Collected data —
--*--

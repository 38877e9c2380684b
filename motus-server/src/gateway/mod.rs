//! Public entry point: authenticates callers, provisions their profile on
//! first sight, exposes `/api/*` and proxies everything else to front.

pub mod metrics;
pub mod proxy;
pub mod rate_limiter;

use std::convert::Infallible;
use std::net::{IpAddr, Ipv4Addr, SocketAddr};
use std::sync::Arc;

use serde::de::DeserializeOwned;
use tracing::{error, info, warn};
use warp::hyper::body::Bytes;
use warp::path::FullPath;
use warp::{Filter, Rejection, Reply};

use motus_types::{
    CreateUserRequest, GuessRequest, GuessResponse, Identity, Leaderboards, MessageResponse,
    ResetScoreRequest, SeedResponse, SetSeedRequest, UserScore, WordResponse,
};

use crate::auth::{AuthService, bearer_token};
use crate::clients::{GameApi, ScoreLedger, UserDirectory};
use crate::error::{ApiError, handle_rejection, reply};
use crate::identity::IdentityCodec;
use crate::user_path::UserIdSegment;

pub use metrics::LeaderboardMetrics;
pub use proxy::{FrontProxy, ProxyRequest};
pub use rate_limiter::RateLimiter;

const PROVISIONING_FAILED: &str = "An error occurred on user authentication.";

pub struct Gateway {
    auth: Arc<AuthService>,
    identity: Arc<IdentityCodec>,
    game: Arc<dyn GameApi>,
    scores: Arc<dyn ScoreLedger>,
    users: Arc<dyn UserDirectory>,
    proxy: FrontProxy,
    limiter: RateLimiter,
    metrics: LeaderboardMetrics,
}

impl Gateway {
    pub fn new(
        auth: Arc<AuthService>,
        identity: Arc<IdentityCodec>,
        game: Arc<dyn GameApi>,
        scores: Arc<dyn ScoreLedger>,
        users: Arc<dyn UserDirectory>,
        proxy: FrontProxy,
        limiter: RateLimiter,
    ) -> Self {
        Self {
            auth,
            identity,
            game,
            scores,
            users,
            proxy,
            limiter,
            metrics: LeaderboardMetrics::new(),
        }
    }

    pub fn limiter(&self) -> &RateLimiter {
        &self.limiter
    }

    /// Authenticate if a token is present. Invalid tokens count as anonymous.
    async fn identify(&self, token: Option<String>) -> Result<Option<Identity>, ApiError> {
        let Some(token) = token else {
            return Ok(None);
        };

        match self.auth.validate_token(&token).await {
            Ok(identity) => {
                self.ensure_profile(&identity).await?;
                Ok(Some(identity))
            }
            Err(e) => {
                warn!("Ignoring invalid credentials: {}", e);
                Ok(None)
            }
        }
    }

    async fn require_identity(&self, token: Option<String>) -> Result<Identity, ApiError> {
        self.identify(token)
            .await?
            .ok_or_else(|| ApiError::Unauthorized("Authentication required".to_string()))
    }

    /// Create the user's profile with a fresh seed the first time they show up.
    async fn ensure_profile(&self, identity: &Identity) -> Result<(), ApiError> {
        let missing = match self.users.get_nickname(&identity.user_id).await {
            Ok(_) => false,
            Err(e) if e.is_not_found() => true,
            Err(e) => return Err(self.provisioning_failed(identity, e)),
        };
        if !missing {
            return Ok(());
        }

        let seed = self
            .game
            .generate_seed()
            .await
            .map_err(|e| self.provisioning_failed(identity, e))?
            .seed;

        self.users
            .create_user(&CreateUserRequest {
                user_id: identity.user_id.clone(),
                nickname: identity.nickname.clone(),
                seed,
            })
            .await
            .map_err(|e| self.provisioning_failed(identity, e))?;

        info!("Provisioned profile for {}", identity.user_id);
        Ok(())
    }

    fn provisioning_failed(&self, identity: &Identity, err: ApiError) -> ApiError {
        error!("User authentication failed for {}: {}", identity.user_id, err);
        ApiError::Internal(PROVISIONING_FAILED.to_string())
    }

    pub async fn get_seed(
        &self,
        token: Option<String>,
        requested: Option<String>,
    ) -> Result<SeedResponse, ApiError> {
        let identity = self.require_identity(token).await?;
        let user_id = identity.target_user(requested.as_deref());
        self.game.get_seed(&user_id).await
    }

    pub async fn set_seed(
        &self,
        token: Option<String>,
        body: &[u8],
    ) -> Result<MessageResponse, ApiError> {
        let identity = self.require_identity(token).await?;
        let mut request: SetSeedRequest = parse_body(body)?;
        request.user_id = Some(identity.target_user(request.user_id.as_deref()));
        self.game.set_seed(&request).await
    }

    pub async fn get_word(
        &self,
        token: Option<String>,
        requested: Option<String>,
    ) -> Result<WordResponse, ApiError> {
        let identity = self.require_identity(token).await?;
        let user_id = identity.target_user(requested.as_deref());
        self.game.get_word(&user_id).await
    }

    pub async fn get_score(
        &self,
        token: Option<String>,
        requested: Option<String>,
    ) -> Result<UserScore, ApiError> {
        let identity = self.require_identity(token).await?;
        let user_id = identity.target_user(requested.as_deref());
        self.scores.user_score(&user_id).await
    }

    pub async fn guess(
        &self,
        token: Option<String>,
        client_ip: IpAddr,
        body: &[u8],
    ) -> Result<GuessResponse, ApiError> {
        let identity = self.require_identity(token).await?;

        if !self.limiter.check(client_ip) {
            warn!(
                "Too many requests from {} (user {})",
                client_ip, identity.user_id
            );
            return Err(ApiError::RateLimited);
        }

        let mut request: GuessRequest = parse_body(body)?;
        request.user_id = Some(identity.target_user(request.user_id.as_deref()));
        self.game.guess(&request).await
    }

    pub async fn reset_score(
        &self,
        token: Option<String>,
        body: &[u8],
    ) -> Result<MessageResponse, ApiError> {
        let identity = self.require_identity(token).await?;
        let request: ResetScoreRequest = parse_body(body)?;
        let user_id = identity.target_user(request.user_id.as_deref());

        let response = self.scores.reset(&user_id).await?;
        warn!("User {} reset the scores of {}", identity.user_id, user_id);
        Ok(response)
    }

    pub async fn leaderboard(&self) -> Result<Leaderboards, ApiError> {
        self.metrics.record_request();
        let result = self.scores.leaderboard().await;
        if result.is_err() {
            self.metrics.record_error();
        }
        result
    }

    pub fn scrape_metrics(&self) -> String {
        self.metrics.scrape()
    }

    /// Forward a page request to front. `/front/*` is served without the
    /// prefix; `/score` needs a signed-in user.
    pub async fn forward_to_front(
        &self,
        mut request: ProxyRequest,
        token: Option<String>,
    ) -> warp::reply::Response {
        let asset_path = request
            .path
            .strip_prefix("/front")
            .filter(|rest| rest.is_empty() || rest.starts_with('/'))
            .map(|rest| (if rest.is_empty() { "/" } else { rest }).to_string());
        if let Some(path) = asset_path {
            request.path = path;
            return self.proxy.forward(request, None).await;
        }

        let identity = match self.identify(token).await {
            Ok(identity) => identity,
            Err(e) => return e.into_response(),
        };

        if request.path == "/score" && identity.is_none() {
            return ApiError::Unauthorized("Authentication required".to_string()).into_response();
        }

        let signed = identity.as_ref().and_then(|identity| {
            self.identity
                .sign(identity)
                .map_err(|e| error!("Failed to sign identity for {}: {}", identity.user_id, e))
                .ok()
        });

        self.proxy.forward(request, signed.as_deref()).await
    }
}

/// An empty body means "all defaults"; anything else must be valid JSON.
fn parse_body<T: DeserializeOwned + Default>(body: &[u8]) -> Result<T, ApiError> {
    if body.iter().all(u8::is_ascii_whitespace) {
        return Ok(T::default());
    }

    serde_json::from_slice(body)
        .map_err(|e| ApiError::InvalidInput(format!("Invalid request body: {}", e)))
}

fn with_token() -> impl Filter<Extract = (Option<String>,), Error = Rejection> + Clone {
    warp::header::optional::<String>("authorization")
        .and(warp::cookie::optional::<String>("appSession"))
        .map(|authorization: Option<String>, session: Option<String>| {
            bearer_token(authorization.as_deref(), session.as_deref())
        })
}

pub fn create_routes(
    gateway: Arc<Gateway>,
) -> impl Filter<Extract = impl Reply, Error = Infallible> + Clone {
    let gateway_filter = warp::any().map({
        let gateway = gateway.clone();
        move || gateway.clone()
    });

    // `/api/seed` and `/api/seed/{user_id}` share one handler
    let seed_target = warp::path!("api" / "seed" / UserIdSegment)
        .map(|user_id: UserIdSegment| Some(user_id.into_inner()))
        .or(warp::path!("api" / "seed").map(|| None))
        .unify();
    let word_target = warp::path!("api" / "word" / UserIdSegment)
        .map(|user_id: UserIdSegment| Some(user_id.into_inner()))
        .or(warp::path!("api" / "word").map(|| None))
        .unify();
    let score_target = warp::path!("api" / "score" / UserIdSegment)
        .map(|user_id: UserIdSegment| Some(user_id.into_inner()))
        .or(warp::path!("api" / "score").map(|| None))
        .unify();

    let get_seed = seed_target
        .and(warp::get())
        .and(with_token())
        .and(gateway_filter.clone())
        .and_then(handle_get_seed);

    let set_seed = warp::path!("api" / "seed")
        .and(warp::post())
        .and(with_token())
        .and(warp::body::bytes())
        .and(gateway_filter.clone())
        .and_then(handle_set_seed);

    let get_word = word_target
        .and(warp::get())
        .and(with_token())
        .and(gateway_filter.clone())
        .and_then(handle_get_word);

    let get_score = score_target
        .and(warp::get())
        .and(with_token())
        .and(gateway_filter.clone())
        .and_then(handle_get_score);

    let guess = warp::path!("api" / "guess")
        .and(warp::post())
        .and(with_token())
        .and(warp::addr::remote())
        .and(warp::body::bytes())
        .and(gateway_filter.clone())
        .and_then(handle_guess);

    let reset_score = warp::path!("api" / "reset-score")
        .and(warp::post())
        .and(with_token())
        .and(warp::body::bytes())
        .and(gateway_filter.clone())
        .and_then(handle_reset_score);

    let leaderboard = warp::path!("api" / "leaderboard")
        .and(warp::get())
        .and(gateway_filter.clone())
        .and_then(handle_leaderboard);

    let metrics = warp::path!("api" / "metrics")
        .and(warp::get())
        .and(gateway_filter.clone())
        .map(|gateway: Arc<Gateway>| gateway.scrape_metrics());

    let query = warp::query::raw()
        .map(Some)
        .or(warp::any().map(|| None))
        .unify();

    // Everything else belongs to the front service
    let front = warp::method()
        .and(warp::path::full())
        .and(query)
        .and(warp::header::headers_cloned())
        .and(warp::body::bytes())
        .and(with_token())
        .and(gateway_filter.clone())
        .and_then(handle_front);

    get_seed
        .or(set_seed)
        .or(get_word)
        .or(get_score)
        .or(guess)
        .or(reset_score)
        .or(leaderboard)
        .or(metrics)
        .or(front)
        .recover(handle_rejection)
        .with(warp::log("motus::gateway"))
}

async fn handle_get_seed(
    requested: Option<String>,
    token: Option<String>,
    gateway: Arc<Gateway>,
) -> Result<impl Reply, Rejection> {
    Ok(reply(gateway.get_seed(token, requested).await))
}

async fn handle_set_seed(
    token: Option<String>,
    body: Bytes,
    gateway: Arc<Gateway>,
) -> Result<impl Reply, Rejection> {
    Ok(reply(gateway.set_seed(token, &body).await))
}

async fn handle_get_word(
    requested: Option<String>,
    token: Option<String>,
    gateway: Arc<Gateway>,
) -> Result<impl Reply, Rejection> {
    Ok(reply(gateway.get_word(token, requested).await))
}

async fn handle_get_score(
    requested: Option<String>,
    token: Option<String>,
    gateway: Arc<Gateway>,
) -> Result<impl Reply, Rejection> {
    Ok(reply(gateway.get_score(token, requested).await))
}

async fn handle_guess(
    token: Option<String>,
    remote: Option<SocketAddr>,
    body: Bytes,
    gateway: Arc<Gateway>,
) -> Result<impl Reply, Rejection> {
    let client_ip = remote
        .map(|addr| addr.ip())
        .unwrap_or(IpAddr::V4(Ipv4Addr::UNSPECIFIED));
    Ok(reply(gateway.guess(token, client_ip, &body).await))
}

async fn handle_reset_score(
    token: Option<String>,
    body: Bytes,
    gateway: Arc<Gateway>,
) -> Result<impl Reply, Rejection> {
    Ok(reply(gateway.reset_score(token, &body).await))
}

async fn handle_leaderboard(gateway: Arc<Gateway>) -> Result<impl Reply, Rejection> {
    Ok(reply(gateway.leaderboard().await))
}

async fn handle_front(
    method: warp::http::Method,
    path: FullPath,
    query: Option<String>,
    headers: warp::http::HeaderMap,
    body: Bytes,
    token: Option<String>,
    gateway: Arc<Gateway>,
) -> Result<impl Reply, Rejection> {
    let request = ProxyRequest {
        method,
        path: path.as_str().to_string(),
        query,
        headers,
        body,
    };
    Ok(gateway.forward_to_front(request, token).await)
}

#[cfg(test)]
mod tests {
    use super::*;

    #[test]
    fn test_parse_body_defaults_on_empty() {
        let request: GuessRequest = parse_body(b"").unwrap();
        assert_eq!(request.user_id, None);
        assert_eq!(request.guess, "");

        let request: ResetScoreRequest = parse_body(b"  \n").unwrap();
        assert_eq!(request.user_id, None);
    }

    #[test]
    fn test_parse_body_reads_json() {
        let request: GuessRequest = parse_body(br#"{"guess":"chat"}"#).unwrap();
        assert_eq!(request.guess, "chat");

        let err = parse_body::<GuessRequest>(b"{guess").unwrap_err();
        assert_eq!(err.status(), warp::http::StatusCode::BAD_REQUEST);
    }
}
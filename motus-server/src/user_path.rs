use std::str::{FromStr, Utf8Error};

use percent_encoding::percent_decode_str;

/// A user id taken from one URL path segment. warp hands segments over
/// still percent-encoded; this decodes them.
#[derive(Debug, Clone, PartialEq, Eq)]
pub struct UserIdSegment(String);

impl UserIdSegment {
    pub fn into_inner(self) -> String {
        self.0
    }
}

impl FromStr for UserIdSegment {
    type Err = Utf8Error;

    fn from_str(segment: &str) -> Result<Self, Self::Err> {
        let user_id = percent_decode_str(segment).decode_utf8()?;
        Ok(UserIdSegment(user_id.into_owned()))
    }
}
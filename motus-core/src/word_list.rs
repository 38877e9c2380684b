use std::collections::HashSet;
use std::path::Path;

use tracing::info;

use crate::seed::Seed;

#[derive(Debug, thiserror::Error)]
pub enum WordListError {
    #[error("Word list is empty")]
    Empty,
    #[error("Failed to read word list: {0}")]
    Io(#[from] std::io::Error),
}

/// The guessable words, in file order. Built once at start-up and shared
/// read-only for the lifetime of the process.
#[derive(Debug, Clone)]
pub struct WordList {
    words: Vec<String>,
    known: HashSet<String>,
    max_word_length: usize,
}

impl WordList {
    pub fn new<I, S>(words: I) -> Result<Self, WordListError>
    where
        I: IntoIterator<Item = S>,
        S: Into<String>,
    {
        let words: Vec<String> = words.into_iter().map(Into::into).collect();
        if words.is_empty() {
            return Err(WordListError::Empty);
        }

        let max_word_length = words
            .iter()
            .map(|word| word.chars().count())
            .max()
            .unwrap_or(0);
        let known = words.iter().cloned().collect();

        Ok(Self {
            words,
            known,
            max_word_length,
        })
    }

    /// Parse a word list: one word per line, blank lines and `#` comments skipped.
    pub fn from_text(text: &str) -> Result<Self, WordListError> {
        let words = text
            .lines()
            .map(str::trim)
            .filter(|line| !line.is_empty() && !line.starts_with('#'));

        Self::new(words)
    }

    pub fn load<P: AsRef<Path>>(path: P) -> Result<Self, WordListError> {
        let text = std::fs::read_to_string(path.as_ref())?;
        let list = Self::from_text(&text)?;
        info!(
            "Loaded {} words from {} (longest: {} letters)",
            list.len(),
            path.as_ref().display(),
            list.max_word_length
        );
        Ok(list)
    }

    pub fn len(&self) -> usize {
        self.words.len()
    }

    pub fn is_empty(&self) -> bool {
        self.words.is_empty()
    }

    pub fn max_word_length(&self) -> usize {
        self.max_word_length
    }

    pub fn contains(&self, word: &str) -> bool {
        self.known.contains(word)
    }

    /// The target word for a seed: `words[seed mod len]`.
    pub fn select(&self, seed: Seed) -> &str {
        let index = (seed % self.words.len() as u64) as usize;
        &self.words[index]
    }

    pub fn words(&self) -> &[String] {
        &self.words
    }
}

--*--

Exercise — Using the entries above, quote each line verbatim from the first through the line that contains "pub use rate_limiter::RateLimiter;".

Solution to the exercise —
repository 38877e9c2380684b
filename motus-server/src/gateway/mod.rs
//! Public entry point: authenticates callers, provisions their profile on
//! first sight, exposes `/api/*` and proxies everything else to front.

pub mod metrics;
pub mod proxy;
pub mod rate_limiter;

use std::convert::Infallible;
use std::net::{IpAddr, Ipv4Addr, SocketAddr};
use std::sync::Arc;

use serde::de::DeserializeOwned;
use tracing::{error, info, warn};
use warp::hyper::body::Bytes;
use warp::path::FullPath;
use warp::{Filter, Rejection, Reply};

use motus_types::{
    CreateUserRequest, GuessRequest, GuessResponse, Identity, Leaderboards, MessageResponse,
    ResetScoreRequest, SeedResponse, SetSeedRequest, UserScore, WordResponse,
};

use crate::auth::{AuthService, bearer_token};
use crate::clients::{GameApi, ScoreLedger, UserDirectory};
use crate::error::{ApiError, handle_rejection, reply};
use crate::identity::IdentityCodec;
use crate::user_path::UserIdSegment;

pub use metrics::LeaderboardMetrics;
pub use proxy::{FrontProxy, ProxyRequest};
pub use rate_limiter::RateLimiter;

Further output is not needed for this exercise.